*** Records shown Section Begins ***

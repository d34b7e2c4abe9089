use chrono::{DateTime, Utc};
use uuid::Uuid;

#[derive(Debug, Clone)]
pub struct StoryLover {
    pub id: Uuid,
    pub user_id: i64,
    pub display_name: String,
    pub bio: String,
    pub avatar_url: String,
    pub website_url: String,
    pub youtube_url: String,
    pub podcast_url: String,
    pub instagram_url: String,
    pub created_at: DateTime<Utc>,
    pub updated_at: DateTime<Utc>,
}

/// Editable profile fields, shared by signup and profile edits.
#[derive(Debug, Clone, Default)]
pub struct ProfileFields {
    pub display_name: String,
    pub bio: String,
    pub avatar_url: String,
    pub website_url: String,
    pub youtube_url: String,
    pub podcast_url: String,
    pub instagram_url: String,
}

#[derive(Debug, Clone)]
pub struct Film {
    pub id: i64,
    pub title: String,
    pub director: String,
    pub year: i64,
    pub genre: String,
    pub country: String,
    pub decade: String,
    pub tmdb_id: Option<i64>,
    pub poster_url: String,
    pub created_at: DateTime<Utc>,
    pub updated_at: DateTime<Utc>,
}

/// Catalog fields a caller supplies; `decade` is always derived from `year`.
#[derive(Debug, Clone, Default)]
pub struct FilmFields {
    pub title: String,
    pub director: String,
    pub year: i64,
    pub genre: String,
    pub country: String,
    pub tmdb_id: Option<i64>,
    pub poster_url: String,
}

#[derive(Debug, Clone)]
pub struct Rubric {
    pub id: i64,
    pub story_lover_id: Uuid,
    pub name: String,
    pub description: String,
    pub is_default: bool,
    pub created_at: DateTime<Utc>,
    pub updated_at: DateTime<Utc>,
}

#[derive(Debug, Clone)]
pub struct RubricCategory {
    pub id: i64,
    pub rubric_id: i64,
    pub name: String,
    pub weight: i64,
    pub order: i64,
}

#[derive(Debug, Clone)]
pub struct FilmLog {
    pub id: Uuid,
    pub story_lover_id: Uuid,
    pub film_id: i64,
    pub rating: Option<i64>,
    pub review: String,
    pub mood: String,
    pub watched_at: DateTime<Utc>,
    pub is_new_director: bool,
    pub is_rewatch: bool,
    pub created_at: DateTime<Utc>,
    pub updated_at: DateTime<Utc>,
}

#[derive(Debug, Clone)]
pub struct NewFilmLog {
    pub story_lover_id: Uuid,
    pub film_id: i64,
    pub rating: Option<i64>,
    pub review: String,
    pub mood: String,
    pub is_new_director: bool,
    pub is_rewatch: bool,
}

#[derive(Debug, Clone)]
pub struct RubricRating {
    pub id: i64,
    pub film_log_id: Uuid,
    pub category_id: i64,
    pub rating: i64,
}

// DTOs for joined queries
#[derive(Debug, Clone)]
pub struct FilmLogWithFilm {
    pub id: Uuid,
    pub title: String,
    pub director: String,
    pub year: i64,
    pub country: String,
    pub rating: Option<i64>,
    pub review: String,
    pub mood: String,
    pub watched_at: DateTime<Utc>,
}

*** Records shown Section Ends ***

> _What is needed_: In these entries, some lines may contain the string "decade". Give the number of such lines and nothing more.

> _Result below_: 2